On turn $n+1$ the past move sequence is $p_1,\epsilon_1,\ldots, p_{n}, \epsilon_{n}$. I select a point $p_{n+1}\in \mathbb Q \cap (p_{n}-\epsilon_{n},p_{n}+\epsilon_{n})$ and the Opponent selects some $\epsilon_{n+1} >0$.

I win provided the sequence $p_i$ tends to an irrational number.

Does anyone know if I have a winning strategy? Certainly I don't if the rational and irrational numbers are swapped, as the Opponent can just enumerate the rationals and select the intervals small enough to exclude each rational in turn.

I imagine I can always win. But that's only because this looks like the Banach-Mazur game, which I can win if the target set is the irrationals.

The motivation behind this is I want to recursively build a set of homeomorphisms $F_1,F_2,\ldots: \mathbb R \to \mathbb R$ such that $F(x) =\displaystyle \lim_{n \to \infty} F_n \circ F_{n-1} \circ \ldots \circ F_1 (x)$ is a well-defined homeomorphism and such that some fixed $p \in \mathbb Q$ is sent to an irrational number.

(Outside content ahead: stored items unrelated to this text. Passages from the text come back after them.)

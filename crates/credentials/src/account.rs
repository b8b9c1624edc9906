//! Account record (spec.md §3 "Account")

use serde::Deserialize;

/// Runtime status of an account.
///
/// `Cooldown` carries no data of its own — `cooldown_until` on [`Account`]
/// is the timestamp, and the invariant `status == Cooldown ⇔ cooldown_until`
/// is set and in the future is enforced by [`crate::AccountStore`], not by
/// this type, since lazy expiry needs the current time to decide.
#[derive(Debug, Clone, Copy, PartialEq, Eq)]
pub enum AccountStatus {
    Ready,
    Cooldown,
    Error,
}

impl AccountStatus {
    pub fn label(&self) -> &'static str {
        match self {
            AccountStatus::Ready => "ready",
            AccountStatus::Cooldown => "cooldown",
            AccountStatus::Error => "error",
        }
    }
}

/// A credential as supplied by configuration or the OAuth callback, before
/// it is assigned a stable account id.
#[derive(Debug, Clone, Deserialize)]
pub struct NewCredential {
    pub email: String,
    pub access_token: String,
    pub refresh_token: String,
    /// Unix milliseconds.
    pub expiry_date: u64,
    #[serde(default)]
    pub project_id: Option<String>,
}

/// One upstream account (spec.md §3 "Account").
///
/// Ids are stable and 1-based (`account-1`, `account-2`, ...), assigned by
/// insertion rank and never reused or renumbered.
#[derive(Debug, Clone)]
pub struct Account {
    pub id: String,
    pub rank: usize,
    pub email: String,
    pub access_token: String,
    pub refresh_token: String,
    /// Unix milliseconds.
    pub expiry: u64,
    pub configured_project_id: Option<String>,
    pub discovered_project_id: Option<String>,
    pub status: AccountStatus,
    /// Unix milliseconds; set only while `status == Cooldown`.
    pub cooldown_until: Option<u64>,
    pub request_count: u64,
    pub error_count: u64,
    pub consecutive_errors: u32,
    /// Unix milliseconds of the last successful dispatch, if any.
    pub last_used: Option<u64>,
}

impl Account {
    pub(crate) fn new(rank: usize, credential: NewCredential) -> Self {
        Self {
            id: format!("account-{rank}"),
            rank,
            email: credential.email,
            access_token: credential.access_token,
            refresh_token: credential.refresh_token,
            expiry: credential.expiry_date,
            configured_project_id: credential.project_id,
            discovered_project_id: None,
            status: AccountStatus::Ready,
            cooldown_until: None,
            request_count: 0,
            error_count: 0,
            consecutive_errors: 0,
            last_used: None,
        }
    }

    /// The project id a caller should use: configured takes priority over
    /// discovered (spec.md §4.3 steps 1-2).
    pub fn project_id(&self) -> Option<&str> {
        self.configured_project_id
            .as_deref()
            .or(self.discovered_project_id.as_deref())
    }
}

I have conditions under which the limit exists. Namely I have to ensure the next $\max d(x,F_n(x)) < \epsilon_n$. Unfortunately $\epsilon_n$ are not known in advance. Each $\epsilon_n$ is determined by $F_1,\ldots, F_{n-1}$. This leads to the above game where $p_n = F_n \circ F_{n-1} \circ \ldots F_1(p)$.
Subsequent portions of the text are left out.